When the problem occurred I didn't run a mgr:ntlmauthenticators report but on
one of the proxies just now it has 77 shutting down state and report is here -
http://pastebin.com/jhaFeW9H
Regards
- Kris Glynn: (07) 3295 3987 - 0434602997
-----Original Message-----
From: Amos Jeffries [mailto:[email protected]]
Sent: Monday, 30 September 2013 5:17 PM
To: [email protected]
Subject: Re: [squid-users] NTLM Authenticator Statistics 3.3.5
On 30/09/2013 7:26 p.m., Kris Glynn wrote:
Getting back to the initial problem.. I first discovered it when users reported they couldn't authenticate to
one of the proxies, when I logged into the squid server the cache.log was full of errors like "WARNING:
external ACL 'ldap_group' queue overload. Using stale result" - when I dug further I noticed at the top
of the cache.log (after the nightly squid -k rotate) it had entries such as "ipcCreate: fork: (12)
Cannot allocate memory WARNING: Cannot run '/usr/bin/ntlm_auth' process." And "helperOpenServers:
Starting 1/50 'ext_wbinfo_group_acl' processes ipcCreate: fork: (12) Cannot allocate memory WARNING: Cannot
run '/usr/lib64/squid/ext_wbinfo_group_acl' process. " - it seemed odd to me that a squid -k rotate
would either restart/stop/start helpers. Shouldn't a squid -k rotate leave helpers alone when it's just
instructing squid to rotate the logs?
The helpers are logging to cache.log via stderr. They need to be restarted to
connect to the new cache.log once it has been rotated.

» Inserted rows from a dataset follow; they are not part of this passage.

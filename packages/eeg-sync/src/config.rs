// Experiment configuration
//
// Loaded from JSON (every field optional, defaults match the standard listening
// protocol) and then adjusted by command-line overrides before `validate()`.

use crate::device::{DeviceConfig, StreamConfig};
use crate::error::{ConfigError, ConfigResult};
use serde::{Deserialize, Serialize};
use std::path::{Path, PathBuf};
use std::time::Duration;

/// Longest accepted phase or gap, in seconds (one day)
pub const MAX_PHASE_SECS: f64 = 86_400.0;

/// Song files are numbered with three digits
pub const MAX_TRIALS: usize = 999;

/// Non-negative seconds to a Duration, saturating instead of panicking
fn seconds(value: f64) -> Duration {
    if value > 0.0 {
        Duration::try_from_secs_f64(value).unwrap_or(Duration::MAX)
    } else {
        Duration::ZERO
    }
}

/// Timing and messages of the listening protocol
#[derive(Debug, Clone, Serialize, Deserialize, PartialEq)]
#[serde(default)]
pub struct ProtocolConfig {
    /// Initial eyes-closed relaxation
    pub relax_secs: f64,

    /// Listening time per song
    pub trial_secs: f64,

    /// Rest after each trial except the last
    pub rest_secs: f64,

    pub num_trials: usize,

    /// Settle delay between the end of one phase and the start of the next
    pub transition_gap_secs: f64,

    /// Directory holding song001.mp3, song002.mp3, ...
    pub song_directory: Option<PathBuf>,

    pub relax_message: String,
    pub rest_message: String,

    /// `{n}` is replaced by the 1-based song number
    pub trial_message: String,
    pub finished_message: String,
}

impl Default for ProtocolConfig {
    fn default() -> Self {
        Self {
            relax_secs: 60.0,
            trial_secs: 30.0,
            rest_secs: 10.0,
            num_trials: 5,
            transition_gap_secs: 0.5,
            song_directory: None,
            relax_message: "Relax with eyes closed".to_string(),
            rest_message: "Relax".to_string(),
            trial_message: "Song {n}".to_string(),
            finished_message: "Experiment complete".to_string(),
        }
    }
}

impl ProtocolConfig {
    pub fn relax_duration(&self) -> Duration {
        seconds(self.relax_secs)
    }

    pub fn trial_duration(&self) -> Duration {
        seconds(self.trial_secs)
    }

    pub fn rest_duration(&self) -> Duration {
        seconds(self.rest_secs)
    }

    pub fn transition_gap(&self) -> Duration {
        seconds(self.transition_gap_secs)
    }

    pub fn trial_text(&self, song_number: usize) -> String {
        self.trial_message.replace("{n}", &song_number.to_string())
    }

    /// Nominal wall time of the whole protocol
    pub fn total_duration(&self) -> Duration {
        let rests = self.num_trials.saturating_sub(1) as f64;
        let phases = 1 + self.num_trials + self.num_trials.saturating_sub(1);
        seconds(
            self.relax_secs
                + self.trial_secs * self.num_trials as f64
                + self.rest_secs * rests
                + self.transition_gap_secs * phases as f64,
        )
    }

    pub fn validate(&self) -> ConfigResult<()> {
        for (name, value) in [
            ("relax_secs", self.relax_secs),
            ("trial_secs", self.trial_secs),
            ("rest_secs", self.rest_secs),
            ("transition_gap_secs", self.transition_gap_secs),
        ] {
            if !value.is_finite() || value < 0.0 {
                return Err(ConfigError::Invalid(format!(
                    "{} must be a non-negative number of seconds, got {}",
                    name, value
                )));
            }
            if value > MAX_PHASE_SECS {
                return Err(ConfigError::Invalid(format!(
                    "{} must be at most {} seconds, got {}",
                    name, MAX_PHASE_SECS, value
                )));
            }
        }
        if self.num_trials > MAX_TRIALS {
            return Err(ConfigError::Invalid(format!(
                "num_trials must be at most {}, got {}",
                MAX_TRIALS, self.num_trials
            )));
        }
        Ok(())
    }
}

/// Acquisition loop tuning
#[derive(Debug, Clone, Serialize, Deserialize, PartialEq)]
#[serde(default)]
pub struct AcquisitionConfig {
    /// Upper bound on the polling interval; also the marker lag bound
    pub poll_interval_ms: u64,

    /// Extra read attempts within one tick after a transient error
    pub max_read_retries: u32,

    /// Hard ceiling on buffered samples (None = unbounded)
    pub buffer_capacity: Option<usize>,

    /// How often stats events are emitted
    pub stats_interval_ms: u64,
}

impl Default for AcquisitionConfig {
    fn default() -> Self {
        Self {
            poll_interval_ms: 20,
            max_read_retries: 3,
            buffer_capacity: None,
            stats_interval_ms: 1000,
        }
    }
}

impl AcquisitionConfig {
    /// Polling interval short enough that the device's onboard buffer, filled at
    /// `sample_rate`, is drained at least twice before it can wrap
    pub fn effective_poll_interval(
        &self,
        sample_rate: f64,
        onboard_buffer_samples: Option<usize>,
    ) -> Duration {
        let configured = Duration::from_millis(self.poll_interval_ms.max(1));
        match onboard_buffer_samples {
            Some(samples) if sample_rate > 0.0 && samples > 0 => {
                let half_fill = Duration::from_secs_f64(samples as f64 / sample_rate / 2.0);
                configured.min(half_fill.max(Duration::from_millis(1)))
            }
            _ => configured,
        }
    }

    pub fn validate(&self) -> ConfigResult<()> {
        if self.poll_interval_ms == 0 {
            return Err(ConfigError::Invalid(
                "poll_interval_ms must be at least 1".to_string(),
            ));
        }
        if self.buffer_capacity == Some(0) {
            return Err(ConfigError::Invalid(
                "buffer_capacity must be positive when set".to_string(),
            ));
        }
        if self.stats_interval_ms == 0 {
            return Err(ConfigError::Invalid(
                "stats_interval_ms must be at least 1".to_string(),
            ));
        }
        Ok(())
    }
}

/// Complete configuration of one recording session
#[derive(Debug, Clone, Default, Serialize, Deserialize)]
#[serde(default)]
pub struct ExperimentConfig {
    pub subject_id: String,
    pub output_dir: PathBuf,
    pub protocol: ProtocolConfig,
    pub acquisition: AcquisitionConfig,
    pub device: DeviceConfig,
    pub stream: StreamConfig,
}

impl ExperimentConfig {
    /// Read a JSON configuration file
    pub fn from_json_file(path: &Path) -> ConfigResult<Self> {
        let text = std::fs::read_to_string(path)?;
        Ok(serde_json::from_str(&text)?)
    }

    pub fn output_dir(&self) -> &Path {
        if self.output_dir.as_os_str().is_empty() {
            Path::new(".")
        } else {
            &self.output_dir
        }
    }

    pub fn validate(&self) -> ConfigResult<()> {
        validate_subject_id(&self.subject_id)?;
        self.protocol.validate()?;
        self.acquisition.validate()?;
        Ok(())
    }
}

/// Subject ids become file name prefixes, so only a safe alphabet is accepted
pub fn validate_subject_id(subject_id: &str) -> ConfigResult<()> {
    if subject_id.trim().is_empty() {
        return Err(ConfigError::Invalid("subject id is required".to_string()));
    }
    if !subject_id
        .chars()
        .all(|c| c.is_ascii_alphanumeric() || matches!(c, '-' | '_' | '.'))
        || subject_id.starts_with('.')
    {
        return Err(ConfigError::Invalid(format!(
            "subject id '{}' may only contain letters, digits, '-', '_' and '.'",
            subject_id
        )));
    }
    Ok(())
}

What does the mgr:ntlmauthenticators report show about the NTLM helpers when
this is going on?
Okay this looks like you are hitting bug 3643. Where Safari (and any
other clients behaving the same) could cause the helpers to get stuck in
R / Reserved state.
This is fixed in 3.4, but unfortuately the fix requires a few background
design changes so is not in 3.3. Are you able to use the latest daily
snapshot of 3.4 (labeled r12997 or later).
Amos